use super::{CheckoutSession, PaymentGateway};
use crate::error::{DomainErrorKind, Error, ExternalErrorKind, InternalErrorKind};
use crate::{events, reservations, Id};
use async_trait::async_trait;
use log::*;
use serde::Deserialize;
use service::config::Config;

/// Stripe Checkout Sessions API client.
pub struct StripeClient {
    client: reqwest::Client,
    base_url: String,
    currency: String,
    config: Config,
}

/// The subset of a checkout session response we rely on. `url` is absent
/// for sessions that cannot be paid through a redirect.
#[derive(Debug, Deserialize)]
struct CheckoutSessionResponse {
    id: String,
    url: Option<String>,
}

impl StripeClient {
    pub fn new(config: &Config) -> Result<Self, Error> {
        let client = build_client(config)?;

        Ok(Self {
            client,
            base_url: config.payment_api_base_url().trim_end_matches('/').to_string(),
            currency: config.payment_currency().to_lowercase(),
            config: config.clone(),
        })
    }

    fn checkout_form(&self, event: &events::Model, user_id: Id) -> Vec<(String, String)> {
        let event_id = event.id.to_string();
        let mut form = vec![
            ("mode".to_string(), "payment".to_string()),
            (
                "client_reference_id".to_string(),
                reservations::key(event.id, user_id),
            ),
            (
                "line_items[0][price_data][currency]".to_string(),
                self.currency.clone(),
            ),
            (
                "line_items[0][price_data][product_data][name]".to_string(),
                event.title.clone(),
            ),
            (
                "line_items[0][price_data][unit_amount]".to_string(),
                unit_amount(event.price).to_string(),
            ),
            ("line_items[0][quantity]".to_string(), "1".to_string()),
            (
                "success_url".to_string(),
                self.config.payment_success_url(&event_id),
            ),
            (
                "cancel_url".to_string(),
                self.config.payment_cancel_url(&event_id),
            ),
            ("metadata[eventId]".to_string(), event_id),
            ("metadata[userId]".to_string(), user_id.to_string()),
        ];

        if let Some(image_url) = &event.image_url {
            form.push((
                "line_items[0][price_data][product_data][images][0]".to_string(),
                image_url.clone(),
            ));
        }

        form
    }
}

#[async_trait]
impl PaymentGateway for StripeClient {
    async fn create_checkout_session(
        &self,
        event: &events::Model,
        user_id: Id,
    ) -> Result<CheckoutSession, Error> {
        let url = format!("{}/checkout/sessions", self.base_url);
        info!("Creating checkout session for event {} and user {user_id}", event.id);

        let response = self
            .client
            .post(&url)
            .form(&self.checkout_form(event, user_id))
            .send()
            .await
            .map_err(|e| {
                warn!("Failed to send checkout session request: {e:?}");
                Error::from(e)
            })?;

        let status = response.status();
        if !status.is_success() {
            let error_text = response.text().await.unwrap_or_default();
            warn!("Checkout session request failed: {status} - {error_text}");
            return Err(Error {
                source: None,
                error_kind: DomainErrorKind::External(ExternalErrorKind::Other(format!(
                    "Payment provider responded with {status}"
                ))),
            });
        }

        let session: CheckoutSessionResponse = response.json().await.map_err(|e| {
            warn!("Failed to decode checkout session response: {e:?}");
            Error {
                source: Some(Box::new(e)),
                error_kind: DomainErrorKind::External(ExternalErrorKind::Other(
                    "Malformed checkout session response".to_string(),
                )),
            }
        })?;

        match session.url {
            Some(url) if !url.is_empty() => {
                debug!("Checkout session {} created", session.id);
                Ok(CheckoutSession {
                    id: session.id,
                    url,
                })
            }
            _ => {
                warn!("Checkout session {} has no redirect URL", session.id);
                Err(Error {
                    source: None,
                    error_kind: DomainErrorKind::External(ExternalErrorKind::Other(
                        "Checkout session without redirect URL".to_string(),
                    )),
                })
            }
        }
    }
}

/// Price in the smallest currency unit, rounded to the nearest one.
fn unit_amount(price: f64) -> i64 {
    (price * 100.0).round() as i64
}

fn build_client(config: &Config) -> Result<reqwest::Client, Error> {
    let headers = build_auth_headers(config)?;

    Ok(reqwest::Client::builder()
        .use_rustls_tls()
        .default_headers(headers)
        .timeout(std::time::Duration::from_secs(20))
        .build()?)
}

fn build_auth_headers(config: &Config) -> Result<reqwest::header::HeaderMap, Error> {
    let api_key = config.payment_api_key().ok_or_else(|| {
        warn!("Failed to get payment API key from config");
        Error {
            source: None,
            error_kind: DomainErrorKind::Internal(InternalErrorKind::Config),
        }
    })?;

    let mut headers = reqwest::header::HeaderMap::new();
    let mut auth_header = reqwest::header::HeaderValue::from_str(&format!("Bearer {api_key}"))
        .map_err(|err| {
            warn!("Failed to create authorization header value: {err:?}");
            Error {
                source: Some(Box::new(err)),
                error_kind: DomainErrorKind::Internal(InternalErrorKind::Other(
                    "Failed to create authorization header value".to_string(),
                )),
            }
        })?;
    auth_header.set_sensitive(true);
    headers.insert(reqwest::header::AUTHORIZATION, auth_header);

    Ok(headers)
}
use sea_orm_migration::prelude::*;

#[derive(DeriveMigrationName)]
pub struct Migration;

#[async_trait::async_trait]
impl MigrationTrait for Migration {
    async fn up(&self, manager: &SchemaManager) -> Result<(), DbErr> {
        let db = manager.get_connection();

        db.execute_unprepared("CREATE SCHEMA IF NOT EXISTS hyperlocal;")
            .await?;

        db.execute_unprepared("SET search_path TO hyperlocal, public;")
            .await?;

        // gen_random_uuid() ships with pgcrypto before PostgreSQL 13
        db.execute_unprepared("CREATE EXTENSION IF NOT EXISTS pgcrypto;")
            .await?;

        Ok(())
    }

    async fn down(&self, manager: &SchemaManager) -> Result<(), DbErr> {
        // CASCADE removes every table and type in the schema
        manager
            .get_connection()
            .execute_unprepared("DROP SCHEMA IF EXISTS hyperlocal CASCADE;")
            .await?;

        Ok(())
    }
}
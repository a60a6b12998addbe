//! Server-Sent Events (SSE) infrastructure for live catalog updates.
//!
//! Every signed-in browser keeps one `/sse` connection open while it shows a
//! listing or an event page. When the catalog changes (an event is created or
//! deleted, or a reservation takes a ticket) a typed [`message::Event`] is
//! broadcast to every connection and the client re-requests what it shows.
//! Messages are ephemeral: an offline client simply loads fresh data later.
//!
//! # Modules
//!
//! - `connection`: ConnectionRegistry with a per-connection index and a per-user index
//! - `manager`: message routing on top of the registry
//! - `message`: event and scope definitions
//! - `domain_event_handler`: turns `events::DomainEvent`s into broadcasts

pub mod connection;
pub mod domain_event_handler;
pub mod manager;
pub mod message;

pub use domain_event_handler::SseDomainEventHandler;
pub use manager::Manager;
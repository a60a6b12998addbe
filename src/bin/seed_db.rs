use log::{error, info};
use service::{config::Config, logging::Logger};
use std::sync::Arc;

#[tokio::main]
async fn main() {
    let config = Config::new();
    if let Err(e) = Logger::init_logger(&config) {
        eprintln!("Failed to initialize logger: {e}");
    }

    info!("Seeding database [{}]...", config.database_url());

    let db = match service::init_database(&config).await {
        Ok(db) => Arc::new(db),
        Err(e) => {
            error!("Failed to establish database connection: {e}");
            std::process::exit(1);
        }
    };

    let service_state = service::AppState::new(config, &db);

    match entity_api::seed_database(service_state.db_conn_ref()).await {
        Ok(()) => info!("Seeded users and sample events"),
        Err(e) => {
            error!("Failed to seed database: {e}");
            std::process::exit(1);
        }
    }
}
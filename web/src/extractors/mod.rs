pub(crate) mod authenticated_user;
pub(crate) mod compare_api_version;

use axum::http::StatusCode;

type RejectionType = (StatusCode, String);
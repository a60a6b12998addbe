//! Business rules of the hyperlocal platform: the reservation engine, the
//! listing filter, host authoring and account roles.
//!
//! Items from `entity_api` are re-exported so that consumers of `domain` never
//! depend on `entity_api` directly.

// Re-exports from `entity` crate via `entity_api`
pub use entity_api::{events, reservation_status, reservations, roles, users, Id};

pub mod catalog;
pub mod error;
pub mod event;
pub mod gateway;
pub mod listing;
pub mod reservation;
pub mod user;
use super::error::{EntityApiErrorKind, Error};
use super::query::{self, QueryFilterMap};
use entity::events::{ActiveModel, Column, Entity, Model};
use entity::Id;
use log::*;
use sea_orm::{entity::prelude::*, ConnectionTrait, QueryOrder, Set, Value};

/// Inserts a newly authored event. Inventory starts full and the ratings
/// start empty; whatever the caller put in those fields is ignored.
pub async fn create(
    db: &impl ConnectionTrait,
    event_model: Model,
    host_id: Id,
) -> Result<Model, Error> {
    debug!("New Event Model to be inserted: {:?}", event_model.title);

    let now = chrono::Utc::now();
    let event_active_model = ActiveModel {
        host_id: Set(host_id),
        title: Set(event_model.title),
        description: Set(event_model.description),
        location_name: Set(event_model.location_name),
        latitude: Set(event_model.latitude),
        longitude: Set(event_model.longitude),
        image_url: Set(event_model.image_url),
        date: Set(event_model.date),
        price: Set(event_model.price),
        total_tickets: Set(event_model.total_tickets),
        remaining_tickets: Set(event_model.total_tickets),
        average_rating: Set(0.0),
        review_count: Set(0),
        is_active: Set(true),
        created_at: Set(now.into()),
        updated_at: Set(now.into()),
        ..Default::default()
    };

    Ok(event_active_model.insert(db).await?)
}

pub async fn find_by_id(db: &impl ConnectionTrait, id: Id) -> Result<Model, Error> {
    Entity::find_by_id(id).one(db).await?.ok_or_else(|| {
        debug!("Event with id {id} not found");
        Error::not_found()
    })
}

/// Active events ordered by date, then id so that equal dates list stably.
pub async fn find_active_ordered(db: &impl ConnectionTrait) -> Result<Vec<Model>, Error> {
    Ok(Entity::find()
        .filter(Column::IsActive.eq(true))
        .order_by_asc(Column::Date)
        .order_by_asc(Column::Id)
        .all(db)
        .await?)
}

/// Active events in storage order.
pub async fn find_active(db: &impl ConnectionTrait) -> Result<Vec<Model>, Error> {
    Ok(Entity::find()
        .filter(Column::IsActive.eq(true))
        .all(db)
        .await?)
}

/// Every event, active or not, newest date first. Backs admin moderation.
pub async fn find_all(db: &impl ConnectionTrait) -> Result<Vec<Model>, Error> {
    Ok(Entity::find()
        .order_by_desc(Column::Date)
        .order_by_asc(Column::Id)
        .all(db)
        .await?)
}

pub async fn find_by_host(db: &impl ConnectionTrait, host_id: Id) -> Result<Vec<Model>, Error> {
    let mut query_filter_map = QueryFilterMap::new();
    query_filter_map.insert(
        "host_id".to_string(),
        Some(Value::Uuid(Some(Box::new(host_id)))),
    );

    let mut events = query::find_by::<Entity, Column>(db, query_filter_map).await?;
    events.sort_by(|a, b| a.date.cmp(&b.date).then(a.id.cmp(&b.id)));
    Ok(events)
}

pub async fn delete_by_id(db: &impl ConnectionTrait, id: Id) -> Result<(), Error> {
    let result = Entity::delete_by_id(id).exec(db).await?;

    if result.rows_affected == 0 {
        error!("Event with id {id} not found");
        return Err(Error {
            source: None,
            error_kind: EntityApiErrorKind::RecordNotFound,
        });
    }

    Ok(())
}
use crate::extractors::RejectionType;
use axum::{
    extract::FromRequestParts,
    http::{request::Parts, StatusCode},
};
use axum_login::AuthSession;
use domain::users;
use log::*;
use tower_sessions::Session;

pub(crate) struct AuthenticatedUser(pub users::Model);

impl<S> FromRequestParts<S> for AuthenticatedUser
where
    S: Send + Sync,
{
    type Rejection = RejectionType;

    // Wraps the AuthSession extractor from axum_login and rejects with 401 when
    // nobody is signed in. Touching the session keeps an active user signed in.
    async fn from_request_parts(parts: &mut Parts, state: &S) -> Result<Self, Self::Rejection> {
        let session: domain::user::AuthSession = AuthSession::from_request_parts(parts, state)
            .await
            .map_err(|(status, msg)| (status, msg.to_string()))?;

        if let Ok(tower_session) = Session::from_request_parts(parts, state).await {
            if let Err(e) = tower_session.save().await {
                warn!("Failed to touch session for activity renewal: {e:?}");
            }
        }

        match session.user {
            Some(user) => Ok(AuthenticatedUser(user)),
            None => Err((StatusCode::UNAUTHORIZED, "Unauthorized".to_string())),
        }
    }
}

/// The signed-in user, if any. For endpoints that answer anonymous callers
/// with a domain-level error instead of a bare 401.
pub(crate) struct CurrentUser(pub Option<users::Model>);

impl<S> FromRequestParts<S> for CurrentUser
where
    S: Send + Sync,
{
    type Rejection = RejectionType;

    async fn from_request_parts(parts: &mut Parts, state: &S) -> Result<Self, Self::Rejection> {
        let session: domain::user::AuthSession = AuthSession::from_request_parts(parts, state)
            .await
            .map_err(|(status, msg)| (status, msg.to_string()))?;

        Ok(CurrentUser(session.user))
    }
}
....
__TASK PROMPT__: Scan the material above for the string "ConnectionTrait" and copy every line that has it.

__REPLY__:
use sea_orm::{entity::prelude::*, ConnectionTrait, QueryOrder, Set, Value};
    db: &impl ConnectionTrait,
pub async fn find_by_id(db: &impl ConnectionTrait, id: Id) -> Result<Model, Error> {
pub async fn find_active_ordered(db: &impl ConnectionTrait) -> Result<Vec<Model>, Error> {
pub async fn find_active(db: &impl ConnectionTrait) -> Result<Vec<Model>, Error> {
pub async fn find_all(db: &impl ConnectionTrait) -> Result<Vec<Model>, Error> {
pub async fn find_by_host(db: &impl ConnectionTrait, host_id: Id) -> Result<Vec<Model>, Error> {
pub async fn delete_by_id(db: &impl ConnectionTrait, id: Id) -> Result<(), Error> {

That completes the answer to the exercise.